Entrée des médiums : Spiritisme et art d’Hugo à Breton

3 sur 5 étoiles
  • Art, Dessin
  • Recommandé
Publicité

Time Out dit

De nombreux artistes se disent « traversés » par leurs œuvres, comme si celles-ci s’imposaient à eux et qu’ils n’en étaient que les passeurs. C’est même devenu un poncif, tout à fait pratique lorsque l’auteur ne veut pas s’étendre sur sa démarche ou n’a tout simplement rien à dire sur la question. Pourtant, si l’on en croit les nombreux documents rassemblés dans cette exposition, il semble bien que certains d’entre eux aient effectivement été guidés, d’une manière ou d’une autre. Ainsi, un dramaturge en mal de succès comme Victorien Sardou parvient du jour au lendemain à réaliser des gravures ou des dessins ornementaux d’une grande complexité ; Charles Hugo, fils de l’illustre Victor, commence à écrire des romans à la suite de séances médiumniques ; le médium Hugo d’Alesi se découvre, lui, des talents de dessinateur (et plus tard d’affichiste) en transcrivant des communications avec des esprits. En visitant ‘Entrée des médiums’, on se rend vite compte qu’il importe peu d’être porté ou non sur la chose ; l’exposition débute d’ailleurs sur des planches satiriques d’Honoré Daumier (séries ‘Fluidomanie’ et ‘Les Spirites’), comme pour désamorcer le sensationnel et contourner un temps le sérieux du sujet.

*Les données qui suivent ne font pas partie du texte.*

// SPDX-License-Identifier: Apache-2.0 OR MIT
// Copyright (c) 2025-2026 naskel.com

#![allow(clippy::uninlined_format_args)] // Example readability over pedantic
#![allow(clippy::missing_panics_doc)] // Examples panic on failure

//! WaitSet Demo - Event-Driven Chunk Reception
//!
//! Registers a publisher and a subscriber in one port manager, attaches the
//! subscriber to a WaitSet and polls it while a producer thread sends.
//!
//! Run with: RUST_LOG=debug cargo run --package hport --example waitset_demo

use hport::capro::ServiceDescription;
use hport::config::{PortConfigInfo, RouDiConfig};
use hport::mepoo::SlabChunkPool;
use hport::popo::{BaseSubscriber, SubscriberEvent, WaitSet};
use hport::ports::{PublisherOptions, PublisherPortUser, SubscriberOptions, SubscriberPortUser};
use hport::roudi::PortManager;
use std::sync::Arc;
use std::thread;
use std::time::Duration;

const SAMPLES: u32 = 5;

fn main() -> Result<(), Box<dyn std::error::Error>> {
    env_logger::init();
    println!("=== HPORT WaitSet Demo ===\n");

    let manager = PortManager::new(RouDiConfig::from_env()?)?;
    let service = ServiceDescription::new(1, 2, 3);

    let publisher = manager.acquire_publisher_port_data(
        service,
        &PublisherOptions::with_history(1),
        "producer",
        Arc::new(SlabChunkPool::new()),
        PortConfigInfo::default(),
    )?;
    let publisher = PublisherPortUser::new(manager.context(), publisher);

    let subscriber = manager.acquire_subscriber_port_data(
        service,
        &SubscriberOptions::default(),
        "consumer",
        PortConfigInfo::default(),
    )?;
    let subscriber = BaseSubscriber::new(SubscriberPortUser::new(manager.context(), subscriber));
    println!(
        "[OK] {} subscription state: {}",
        subscriber.service_description(),
        subscriber.subscription_state()
    );

    let waitset = WaitSet::new(&manager, "consumer")?;
    let trigger = waitset.attach_event(&subscriber, SubscriberEvent::HasData)?;
    println!("[OK] attached as {}\n", trigger);

    let producer = thread::spawn(move || {
        for seq in 0..SAMPLES {
            let message = format!("sample #{seq}");
            if let Err(e) = publisher.send_copy(message.as_bytes()) {
                eprintln!("[producer] send failed: {}", e);
            }
            thread::sleep(Duration::from_millis(50));
        }
        publisher
    });

    let mut received = 0;
    while received < SAMPLES {
        for info in waitset.try_wait() {
            println!("[waitset] {} fired ({:?})", info.id, info.event);
            while let Ok(chunk) = subscriber.take_chunk() {
                println!("  <- {}", String::from_utf8_lossy(&chunk.to_vec()));
                subscriber.release_chunk(chunk);
                received += 1;
            }
        }
        thread::sleep(Duration::from_millis(10));
    }

    let publisher = producer
        .join()
        .map_err(|_| "producer thread panicked")?;
    publisher.destroy();
    drop(waitset);
    drop(subscriber);

    manager.do_discovery();
    println!(
        "\n[OK] {} samples received, {} publisher(s) left in the registry",
        received,
        manager.port_pool().publishers().len()
    );
    Ok(())
}
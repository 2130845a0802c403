// SPDX-License-Identifier: Apache-2.0 OR MIT
// Copyright (c) 2025-2026 naskel.com

//! Fixed-capacity, non-relocating record pool.
//!
//! Storage for all `N` slots is reserved once at construction and never grows
//! or moves. Every slot always holds a fully initialised record (its default
//! state until first acquired), so a slot whose owner crashed, or which was
//! purged while another process still looks at it, is structurally valid to
//! read. Liveness is tracked by an atomic state byte and a generation counter.
//!
//! # Slot state machine
//!
//! ```text
//! FREE --acquire CAS--> CONSTRUCTING --init done--> LIVE
//!  ^                                                 |
//!  +------ generation += 1 <--- CONSTRUCTING <-------+ release
//! ```
//!
//! Acquisition is a bounded scan with one CAS per free candidate: it never
//! blocks and never allocates.

use super::handle::Handle;
use std::sync::atomic::{AtomicU32, AtomicU8, AtomicUsize, Ordering};

const FREE: u8 = 0;
const CONSTRUCTING: u8 = 1;
const LIVE: u8 = 2;

struct Slot<T> {
    state: AtomicU8,
    generation: AtomicU32,
    record: T,
}

impl<T: Default> Default for Slot<T> {
    fn default() -> Self {
        Self {
            state: AtomicU8::new(FREE),
            generation: AtomicU32::new(0),
            record: T::default(),
        }
    }
}

/// Bounded pool of `N` records of type `T`.
pub struct FixedPool<T, const N: usize> {
    slots: Box<[Slot<T>]>,
    live: AtomicUsize,
}

impl<T: Default, const N: usize> FixedPool<T, N> {
    const CAPACITY_FITS_HANDLE: () = assert!(N < u32::MAX as usize, "pool capacity too large");

    /// Reserve storage for all `N` slots.
    #[must_use]
    pub fn new() -> Self {
        #[allow(clippy::let_unit_value)]
        let () = Self::CAPACITY_FITS_HANDLE;

        Self {
            slots: (0..N).map(|_| Slot::default()).collect(),
            live: AtomicUsize::new(0),
        }
    }
}

impl<T, const N: usize> FixedPool<T, N> {
    /// Compile-time capacity of the pool.
    #[must_use]
    pub const fn capacity(&self) -> usize {
        N
    }

    /// Number of live entries.
    #[must_use]
    pub fn len(&self) -> usize {
        self.live.load(Ordering::Acquire)
    }

    #[must_use]
    pub fn is_empty(&self) -> bool {
        self.len() == 0
    }

    /// Claim a free slot and construct its record with `init`.
    ///
    /// Returns `None` if all `N` slots are taken.
    pub fn acquire(&self, init: impl FnOnce(&T)) -> Option<Handle<T>> {
        for (index, slot) in self.slots.iter().enumerate() {
            if slot
                .state
                .compare_exchange(FREE, CONSTRUCTING, Ordering::AcqRel, Ordering::Relaxed)
                .is_err()
            {
                continue;
            }

            init(&slot.record);
            let generation = slot.generation.load(Ordering::Acquire);
            slot.state.store(LIVE, Ordering::Release);
            self.live.fetch_add(1, Ordering::AcqRel);

            let index = match u32::try_from(index) {
                Ok(value) => value,
                Err(_) => return None,
            };
            return Some(Handle::new(index, generation));
        }

        None
    }

    /// Resolve a handle to its live record.
    ///
    /// Returns `None` when the slot was released (or reused) since the handle
    /// was issued.
    #[must_use]
    pub fn get(&self, handle: Handle<T>) -> Option<&T> {
        let slot = self.slots.get(handle.index() as usize)?;
        if slot.state.load(Ordering::Acquire) != LIVE {
            return None;
        }
        if slot.generation.load(Ordering::Acquire) != handle.generation() {
            return None;
        }
        Some(&slot.record)
    }

    /// `true` while the handle still refers to a live entry.
    #[must_use]
    pub fn is_live(&self, handle: Handle<T>) -> bool {
        self.get(handle).is_some()
    }

    /// Record stored in the handle's slot, whether or not the handle is current.
    ///
    /// The memory is always a valid `T`; callers that need the entry itself
    /// check [`FixedPool::is_live`] first.
    #[must_use]
    pub fn slot_record(&self, handle: Handle<T>) -> Option<&T> {
        self.slots
            .get(handle.index() as usize)
            .map(|slot| &slot.record)
    }

    /// Return the slot to the free list and invalidate outstanding handles.
    ///
    /// Returns `false` if the handle was already stale.
    pub fn release(&self, handle: Handle<T>) -> bool {
        let Some(slot) = self.slots.get(handle.index() as usize) else {
            return false;
        };
        if slot.generation.load(Ordering::Acquire) != handle.generation() {
            return false;
        }
        if slot
            .state
            .compare_exchange(LIVE, CONSTRUCTING, Ordering::AcqRel, Ordering::Relaxed)
            .is_err()
        {
            return false;
        }

        slot.generation.fetch_add(1, Ordering::AcqRel);
        slot.state.store(FREE, Ordering::Release);
        self.live.fetch_sub(1, Ordering::AcqRel);
        true
    }

    /// Iterate over live entries in slot order.
    pub fn iter(&self) -> impl Iterator<Item = (Handle<T>, &T)> + '_ {
        self.slots.iter().enumerate().filter_map(|(index, slot)| {
            if slot.state.load(Ordering::Acquire) != LIVE {
                return None;
            }
            let index = u32::try_from(index).ok()?;
            let generation = slot.generation.load(Ordering::Acquire);
            Some((Handle::new(index, generation), &slot.record))
        })
    }

    /// Handles of all live entries, collected into a bounded vector.
    ///
    /// Used to take a stable snapshot before mutating other pools.
    #[must_use]
    pub fn handles(&self) -> heapless::Vec<Handle<T>, N> {
        let mut out = heapless::Vec::new();
        for (handle, _) in self.iter() {
            // Capacity equals the slot count, so this cannot overflow.
            let _ = out.push(handle);
        }
        out
    }
}

impl<T: Default, const N: usize> Default for FixedPool<T, N> {
    fn default() -> Self {
        Self::new()
    }
}

#[cfg(test)]
mod tests {
    use super::*;
    use std::sync::atomic::AtomicU64;
    use std::sync::Arc;
    use std::thread;

    #[derive(Default)]
    struct Counter {
        value: AtomicU64,
    }

    #[test]
    fn test_acquire_until_full() {
        let pool: FixedPool<Counter, 4> = FixedPool::new();
        for i in 0..4 {
            let handle = pool.acquire(|c| c.value.store(i, Ordering::Relaxed));
            assert!(handle.is_some());
        }
        assert_eq!(pool.len(), 4);
        assert!(pool.acquire(|_| {}).is_none());
    }

    #[test]
    fn test_release_invalidates_handle_and_frees_slot() {
        let pool: FixedPool<Counter, 1> = FixedPool::new();
        let first = pool.acquire(|c| c.value.store(7, Ordering::Relaxed)).unwrap();
        assert_eq!(pool.get(first).unwrap().value.load(Ordering::Relaxed), 7);

        assert!(pool.release(first));
        assert!(pool.get(first).is_none());
        assert!(!pool.release(first)); // double release is rejected

        let second = pool.acquire(|c| c.value.store(9, Ordering::Relaxed)).unwrap();
        assert_eq!(second.index(), first.index()); // same slot reused
        assert_ne!(second, first); // different generation
        assert!(pool.get(first).is_none());
        assert_eq!(pool.get(second).unwrap().value.load(Ordering::Relaxed), 9);
    }

    #[test]
    fn test_stale_slot_is_still_readable() {
        let pool: FixedPool<Counter, 1> = FixedPool::new();
        let handle = pool.acquire(|c| c.value.store(3, Ordering::Relaxed)).unwrap();
        pool.release(handle);

        let record = pool.slot_record(handle).expect("index in range");
        assert_eq!(record.value.load(Ordering::Relaxed), 3);
        assert!(!pool.is_live(handle));
    }

    #[test]
    fn test_iter_skips_free_slots() {
        let pool: FixedPool<Counter, 3> = FixedPool::new();
        let a = pool.acquire(|_| {}).unwrap();
        let b = pool.acquire(|_| {}).unwrap();
        let c = pool.acquire(|_| {}).unwrap();
        pool.release(b);

        let live: Vec<_> = pool.iter().map(|(h, _)| h).collect();
        assert_eq!(live, vec![a, c]);
        assert_eq!(pool.handles().len(), 2);
    }

    #[test]
    fn test_concurrent_acquire_never_exceeds_capacity() {
        let pool: Arc<FixedPool<Counter, 64>> = Arc::new(FixedPool::new());
        let mut workers = Vec::new();
        for _ in 0..8 {
            let pool = Arc::clone(&pool);
            workers.push(thread::spawn(move || {
                let mut won = 0;
                for _ in 0..16 {
                    if pool.acquire(|_| {}).is_some() {
                        won += 1;
                    }
                }
                won
            }));
        }

        let total: usize = workers.into_iter().map(|w| w.join().unwrap()).sum();
        assert_eq!(total, 64);
        assert_eq!(pool.len(), 64);
    }
}
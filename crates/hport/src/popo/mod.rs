// SPDX-License-Identifier: Apache-2.0 OR MIT
// Copyright (c) 2025-2026 naskel.com

//! Publish/subscribe user API: subscriber facade and wait-set attachment.
//!
//! A [`BaseSubscriber`] is attached to at most one [`WaitSet`] at a time.
//! Attaching to another wait-set moves it; the port's condition variable
//! reference is replaced in one atomic store, so a publisher never notifies
//! a half-attached subscriber.

mod base_subscriber;
mod subscriber_port;
mod wait_set;


pub use base_subscriber::BaseSubscriber;
pub use subscriber_port::SubscriberPort;
pub use wait_set::{SubscriberEvent, TriggerId, TriggerInfo, WaitSet};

Des caricatures qui témoignent aussi d’un véritable phénomène de société, tant au XIXe siècle il est courant de s’essayer aux tables tournantes, ce dans tous les milieux sociaux. L’attrait pour l’occulte répond alors aux « besoins spirituels d’un siècle athée, démocrate, anticlérical et scientiste », comme le rappelle l’un des textes de présentation ; n’importe qui a la possibilité de communiquer avec Napoléon ou César, tout le monde peut désormais regarder Dieu (ou qui on voudra) en face. Pas étonnant que les artistes s’en emparent, et explorent le potentiel de la chose. Le parcours chronologique présente ainsi, des premières séances dirigées par Mme de Girardin chez Victor Hugo (alors en exil à Jersey) aux expérimentations des surréalistes, l’évolution du lien entre arts, sciences et spiritisme.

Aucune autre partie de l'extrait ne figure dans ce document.